Once considerably larger, Tiverton Castle now comprises a group of ruined defensive perimeter walls, towers and buildings from various periods. A Norman motte was built in 1106. [1]
During the Civil War the Castle was a Royalist stronghold. Fairfax's Parliamentarian troops laid siege to a troop of Royalists within the Castle and set up his headquarters at Blundell's School and stationed his artillery on Skrink Hills (or "Shrink" Hills) just above him and below Cranmore Castle, about half a mile from Tiverton Castle. The Culverin, the largest artillery piece used by the New Model Army, was capable of firing up to 2,000 yards. [2] Whilst they were still finding their range a lucky shot hit one of the chains holding up the Castle's drawbridge and a small party of roundheads were able swiftly to gain entry and thus put an end to the siege almost before it had started. The bulk of the defensive structure was then demolished by Parliamentarian troops to prevent any military re-use of the structure. [3]
The primary source is the 1645 narrative by John Rushworth (c.1612-1690) dated "Tiverton, Octob. 19. 1645. at nine a clock at night", entitled: The taking of Tiverton, with the castle, church, and fort, by Sir Thomas Fairfax, on the Lords-day last, Octob. 19. 1645. Wherein was taken Colonel Sir Gilbert Talbot, the governour. Major Sadler, major to Col. Talbot. 20. officers of note. 200. common souldiers. Foure peece of ordnance. 500. armes, with store of ammunition, provision, and treasure. Also the severall defeats given to Goring, by his Excellency, and all Gorings forces fled before him. Published according to order". [4] The relevant passage is as follows: [5]
In 1106 the large and important manor of Tiverton was granted by King Henry I (1100–1135) to Richard de Redvers (fl. 1066–1107), who built the castle. [6] His son Baldwin de Redvers (died 1155), was created 1st Earl of Devon by the Empress Matilda during The Anarchy, probably in early 1141. Mary de Redvers, called "de Vernon" probably after the place of her birth, Vernon, a daughter of William de Redvers, 5th Earl of Devon (died 1217), married as her second husband Robert de Courtenay, whose mother was Hawise de Courci (died 1219), the heiress of the feudal barony of Okehampton. [7] The 7th Redvers Earl died in 1262, without progeny, whereupon his sister, Isabella de Forz (died 1293), (Latinised to de Fortibus) the widow of William de Forz, 4th Earl of Albemarle, became Countess of Devon in her own right.
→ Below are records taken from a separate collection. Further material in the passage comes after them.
use std::sync::Arc;

use fsv_reflect::Reflect;
use fsv_reflect::info::{NamedField, StructInfo};
use fsv_reflect::ops::Struct;
use fsv_utils::TypeIdMap;

use super::MemberPolicy;
use crate::error::{Error, Result};

// -----------------------------------------------------------------------------
// SerializableMember

/// A field selected by the [`MemberPolicy`] of the engine.
///
/// Members describe a type, not an instance: the target is passed to
/// [`get`](Self::get) / [`get_mut`](Self::get_mut) and is only borrowed for
/// the duration of the call.
#[derive(Debug, Clone, Copy)]
pub struct SerializableMember {
    index: usize,
    owner: &'static str,
    field: &'static NamedField,
}

impl SerializableMember {
    #[inline]
    pub const fn name(&self) -> &'static str {
        self.field.name()
    }

    /// Index of the field in the owner's [`StructInfo`].
    #[inline]
    pub const fn index(&self) -> usize {
        self.index
    }

    #[inline]
    pub const fn field(&self) -> &'static NamedField {
        self.field
    }

    /// Reads the member of `target`.
    ///
    /// # Errors
    ///
    /// [`Error::MemberAccess`] if `target` has no such field, or a field of
    /// another type.
    pub fn get<'a>(&self, target: &'a dyn Struct) -> Result<&'a dyn Reflect> {
        match target.field_at(self.index) {
            Some(value) if value.ty_id() == self.field.ty_id() => Ok(value),
            _ => Err(self.access_error()),
        }
    }

    /// Same as [`get`](Self::get), mutably.
    pub fn get_mut<'a>(&self, target: &'a mut dyn Struct) -> Result<&'a mut dyn Reflect> {
        match target.field_at_mut(self.index) {
            Some(value) if value.ty_id() == self.field.ty_id() => Ok(value),
            _ => Err(self.access_error()),
        }
    }

    #[cold]
    fn access_error(&self) -> Error {
        Error::MemberAccess {
            type_path: self.owner,
            member: self.field.name(),
        }
    }
}

// -----------------------------------------------------------------------------
// MemberCache

/// The serializable members of each struct type, computed once.
#[derive(Default)]
pub struct MemberCache {
    members: TypeIdMap<Arc<[SerializableMember]>>,
}

impl MemberCache {
    #[inline]
    pub const fn new() -> Self {
        Self {
            members: TypeIdMap::new(),
        }
    }

    /// Returns the members of `info` selected by `policy`, in declaration
    /// order.
    ///
    /// The policy is only asked on the first call for a type.
    pub fn members(
        &mut self,
        info: &'static StructInfo,
        policy: &dyn MemberPolicy,
    ) -> Arc<[SerializableMember]> {
        let members = self.members.get_or_insert(info.ty_id(), || {
            info.iter()
                .enumerate()
                .filter(|(_, field)| policy.is_serializable_member(info, field))
                .map(|(index, field)| SerializableMember {
                    index,
                    owner: info.type_path(),
                    field,
                })
                .collect()
        });
        Arc::clone(members)
    }

    #[inline]
    pub fn len(&self) -> usize {
        self.members.len()
    }

    #[inline]
    pub fn is_empty(&self) -> bool {
        self.members.is_empty()
    }

    #[inline]
    pub fn clear(&mut self) {
        self.members.clear();
    }
}

#[cfg(test)]
mod tests {
    use core::sync::atomic::{AtomicUsize, Ordering};

    use fsv_reflect::derive::Reflect;
    use fsv_reflect::info::{NamedField, StructInfo, Typed};
    use fsv_reflect::ops::Struct;

    use super::MemberCache;
    use crate::error::Error;
    use crate::member::DefaultMemberPolicy;

    #[derive(Reflect, Default)]
    struct Stats {
        pub hp: i32,
        hidden: u8,
        pub speed: f32,
    }

    #[derive(Reflect, Default)]
    struct Other {
        pub name: String,
    }

    #[test]
    fn members_keep_field_indices() {
        let mut cache = MemberCache::new();
        let info = Stats::type_info().as_struct().unwrap();
        let members = cache.members(info, &DefaultMemberPolicy::new());

        let names: Vec<_> = members.iter().map(|member| member.name()).collect();
        assert_eq!(names, ["hp", "speed"]);
        assert_eq!(members[1].index(), 2);

        let mut stats = Stats {
            hp: 3,
            hidden: 1,
            speed: 0.5,
        };
        assert_eq!(
            members[0].get(&stats).unwrap().downcast_ref::<i32>(),
            Some(&3)
        );
        *members[1]
            .get_mut(&mut stats)
            .unwrap()
            .downcast_mut::<f32>()
            .unwrap() = 2.0;
        assert_eq!(stats.speed, 2.0);
        assert_eq!(stats.hidden, 1);
    }

    #[test]
    fn policy_runs_once_per_type() {
        static CALLS: AtomicUsize = AtomicUsize::new(0);
        let policy = |_: &StructInfo, _: &NamedField| {
            CALLS.fetch_add(1, Ordering::Relaxed);
            true
        };

        let mut cache = MemberCache::new();
        let info = Stats::type_info().as_struct().unwrap();
        let first = cache.members(info, &policy);
        let second = cache.members(info, &policy);
        assert_eq!(CALLS.load(Ordering::Relaxed), 3);
        assert!(std::sync::Arc::ptr_eq(&first, &second));
        assert_eq!(cache.len(), 1);

        cache.clear();
        cache.members(info, &policy);
        assert_eq!(CALLS.load(Ordering::Relaxed), 6);
    }

    #[test]
    fn wrong_target_is_an_access_error() {
        let mut cache = MemberCache::new();
        let info = Stats::type_info().as_struct().unwrap();
        let members = cache.members(info, &DefaultMemberPolicy::new());

        let other = Other::default();
        let target: &dyn Struct = &other;
        assert!(matches!(
            members[0].get(target),
            Err(Error::MemberAccess { member: "hp", .. })
        ));
        assert!(matches!(
            members[1].get(target),
            Err(Error::MemberAccess { member: "speed", .. })
        ));
    }
}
Isabella de Forz died in 1293 without surviving progeny and her heir was found to be her second cousin once removed, Hugh de Courtenay (1275/6-1340), [8] feudal baron of Okehampton, the great-grandson of Robert de Courtenay by Mary de Vernon. He was summoned to Parliament in 1299 as Lord Courtenay, which created him a baron by writ, although he was already a feudal baron. In 1335 he was declared to be 1st Earl of Devon, [7] of the second creation. Tiverton Castle was the principal seat of the Courtenay Earls of Devon throughout the mediaeval period including William Courtenay, 1st Earl of Devon whose wife Catherine of York was during her lifetime, daughter to Edward IV, sister to Edward V, niece to Richard III, sister-in-law to Henry VII and aunt to Henry VIII. [6] However these connections did not save Catherine's son Henry Courtenay, 1st Marquess of Exeter, 2nd Earl of Devon (1498–1539) from being implicated in a plot and executed in 1539 by King Henry VIII. [6] The Courtenays also held from the 13th-century Okehampton Castle, their original seat in England, and later built Colcombe Castle, both in Devon.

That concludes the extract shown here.